Data entries:
--- START ---

//! Watch-state reconciliation and progress computation.
//!
//! This module keeps three views of a user's progress on a series mutually
//! consistent:
//!
//! - per-episode watched facts (row presence in the watch-state store),
//! - the explicit series-level "fully watched" fact,
//! - the derived completion percentage.
//!
//! The percentage is a *view*, recomputed from episode facts on every read;
//! it is never stored for shows. A series counts as watched when the explicit
//! fact is present **or** the percentage reaches 100, so neither
//! representation can silently overwrite the other.
//!
//! Series metadata (the season/episode layout) is supplied by the caller;
//! the reconciler never fetches it. While the layout is unknown (zero total
//! episodes) percentages degrade to 0 but toggles are still persisted for
//! later reconciliation.

use std::sync::Arc;

use tracing::debug;
use uuid::Uuid;

use crate::database::ports::watch_state::WatchStateRepository;
use crate::error::Result;
use cinelog_model::{EpisodeKey, EpisodeToggle, ProgressView, SeriesLayout, SeriesToggle};

/// Completion percentage, rounded to the nearest whole percent.
///
/// A zero total (metadata not yet available) always reports 0. Stale facts
/// beyond the known layout cannot push the value past 100.
pub fn completion_percentage(watched: u32, total: u32) -> u8 {
    if total == 0 {
        return 0;
    }
    let watched = watched.min(total);
    ((f64::from(watched) / f64::from(total)) * 100.0).round() as u8
}

/// The consistency policy between episode facts, the explicit series fact
/// and the derived percentage.
#[derive(Clone)]
pub struct ProgressReconciler {
    watch_state: Arc<dyn WatchStateRepository>,
}

impl std::fmt::Debug for ProgressReconciler {
    fn fmt(&self, f: &mut std::fmt::Formatter<'_>) -> std::fmt::Result {
        f.debug_struct("ProgressReconciler").finish_non_exhaustive()
    }
}

impl ProgressReconciler {
    pub fn new(watch_state: Arc<dyn WatchStateRepository>) -> Self {
        Self { watch_state }
    }

    /// Flip one episode fact and recompute the series percentage.
    ///
    /// Toggling an episode never flips the explicit series fact except at
    /// the boundary: the store sets it when the watched count reaches the
    /// layout total and clears it when the count drops below, inside the
    /// same transaction as the flip.
    pub async fn toggle_episode(
        &self,
        user_id: Uuid,
        layout: &SeriesLayout,
        key: EpisodeKey,
    ) -> Result<EpisodeToggle> {
        let outcome = self
            .watch_state
            .toggle_episode(user_id, layout.media_id, key, layout.total_episodes)
            .await?;

        let percentage =
            completion_percentage(outcome.watched_count, layout.total_episodes);

        debug!(
            "User {} toggled s{:02}e{:02} of series {} to {}: {}/{} episodes ({}%)",
            user_id,
            key.season_number,
            key.episode_number,
            layout.media_id,
            outcome.watched,
            outcome.watched_count,
            layout.total_episodes,
            percentage
        );

        Ok(EpisodeToggle {
            watched: outcome.watched,
            percentage,
        })
    }

    /// Flip the explicit series fact with a full cascade.
    ///
    /// Marking inserts a fact for every episode the layout knows about;
    /// clearing removes all episode facts. The store runs flip and cascade
    /// in one transaction, so a partial cascade is never visible.
    pub async fn toggle_series(
        &self,
        user_id: Uuid,
        layout: &SeriesLayout,
    ) -> Result<SeriesToggle> {
        let episodes = layout.episode_keys();
        let watched = self
            .watch_state
            .toggle_series(user_id, layout.media_id, &episodes)
            .await?;

        let percentage = if watched {
            completion_percentage(episodes.len() as u32, layout.total_episodes)
        } else {
            0
        };

        Ok(SeriesToggle { watched, percentage })
    }

    /// Read-only projection; never mutates.
    pub async fn progress_view(
        &self,
        user_id: Uuid,
        layout: &SeriesLayout,
    ) -> Result<ProgressView> {
        let mut watched_episodes = self
            .watch_state
            .list_watched_episodes(user_id, layout.media_id)
            .await?;
        watched_episodes.sort_unstable();

        let percentage = completion_percentage(
            watched_episodes.len() as u32,
            layout.total_episodes,
        );
        let marked = self
            .watch_state
            .is_series_marked(user_id, layout.media_id)
            .await?;

        Ok(ProgressView {
            watched_episodes,
            percentage,
            series_watched: marked || percentage == 100,
        })
    }
}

--- END ---

▸ Exercise requirements: Reprint the entries above in full, exactly as they are.

▸ Finished exercise:
//! Watch-state reconciliation and progress computation.
//!
//! This module keeps three views of a user's progress on a series mutually
//! consistent:
//!
//! - per-episode watched facts (row presence in the watch-state store),
//! - the explicit series-level "fully watched" fact,
//! - the derived completion percentage.
//!
//! The percentage is a *view*, recomputed from episode facts on every read;
//! it is never stored for shows. A series counts as watched when the explicit
//! fact is present **or** the percentage reaches 100, so neither
//! representation can silently overwrite the other.
//!
//! Series metadata (the season/episode layout) is supplied by the caller;
//! the reconciler never fetches it. While the layout is unknown (zero total
//! episodes) percentages degrade to 0 but toggles are still persisted for
//! later reconciliation.

use std::sync::Arc;

use tracing::debug;
use uuid::Uuid;

use crate::database::ports::watch_state::WatchStateRepository;
use crate::error::Result;
use cinelog_model::{EpisodeKey, EpisodeToggle, ProgressView, SeriesLayout, SeriesToggle};

/// Completion percentage, rounded to the nearest whole percent.
///
/// A zero total (metadata not yet available) always reports 0. Stale facts
/// beyond the known layout cannot push the value past 100.
pub fn completion_percentage(watched: u32, total: u32) -> u8 {
    if total == 0 {
        return 0;
    }
    let watched = watched.min(total);
    ((f64::from(watched) / f64::from(total)) * 100.0).round() as u8
}

/// The consistency policy between episode facts, the explicit series fact
/// and the derived percentage.
#[derive(Clone)]
pub struct ProgressReconciler {
    watch_state: Arc<dyn WatchStateRepository>,
}

impl std::fmt::Debug for ProgressReconciler {
    fn fmt(&self, f: &mut std::fmt::Formatter<'_>) -> std::fmt::Result {
        f.debug_struct("ProgressReconciler").finish_non_exhaustive()
    }
}

impl ProgressReconciler {
    pub fn new(watch_state: Arc<dyn WatchStateRepository>) -> Self {
        Self { watch_state }
    }

    /// Flip one episode fact and recompute the series percentage.
    ///
    /// Toggling an episode never flips the explicit series fact except at
    /// the boundary: the store sets it when the watched count reaches the
    /// layout total and clears it when the count drops below, inside the
    /// same transaction as the flip.
    pub async fn toggle_episode(
        &self,
        user_id: Uuid,
        layout: &SeriesLayout,
        key: EpisodeKey,
    ) -> Result<EpisodeToggle> {
        let outcome = self
            .watch_state
            .toggle_episode(user_id, layout.media_id, key, layout.total_episodes)
            .await?;

        let percentage =
            completion_percentage(outcome.watched_count, layout.total_episodes);

        debug!(
            "User {} toggled s{:02}e{:02} of series {} to {}: {}/{} episodes ({}%)",
            user_id,
            key.season_number,
            key.episode_number,
            layout.media_id,
            outcome.watched,
            outcome.watched_count,
            layout.total_episodes,
            percentage
        );

        Ok(EpisodeToggle {
            watched: outcome.watched,
            percentage,
        })
    }

    /// Flip the explicit series fact with a full cascade.
    ///
    /// Marking inserts a fact for every episode the layout knows about;
    /// clearing removes all episode facts. The store runs flip and cascade
    /// in one transaction, so a partial cascade is never visible.
    pub async fn toggle_series(
        &self,
        user_id: Uuid,
        layout: &SeriesLayout,
    ) -> Result<SeriesToggle> {
        let episodes = layout.episode_keys();
        let watched = self
            .watch_state
            .toggle_series(user_id, layout.media_id, &episodes)
            .await?;

        let percentage = if watched {
            completion_percentage(episodes.len() as u32, layout.total_episodes)
        } else {
            0
        };

        Ok(SeriesToggle { watched, percentage })
    }

    /// Read-only projection; never mutates.
    pub async fn progress_view(
        &self,
        user_id: Uuid,
        layout: &SeriesLayout,
    ) -> Result<ProgressView> {
        let mut watched_episodes = self
            .watch_state
            .list_watched_episodes(user_id, layout.media_id)
            .await?;
        watched_episodes.sort_unstable();

        let percentage = completion_percentage(
            watched_episodes.len() as u32,
            layout.total_episodes,
        );
        let marked = self
            .watch_state
            .is_series_marked(user_id, layout.media_id)
            .await?;

        Ok(ProgressView {
            watched_episodes,
            percentage,
            series_watched: marked || percentage == 100,
        })
    }
}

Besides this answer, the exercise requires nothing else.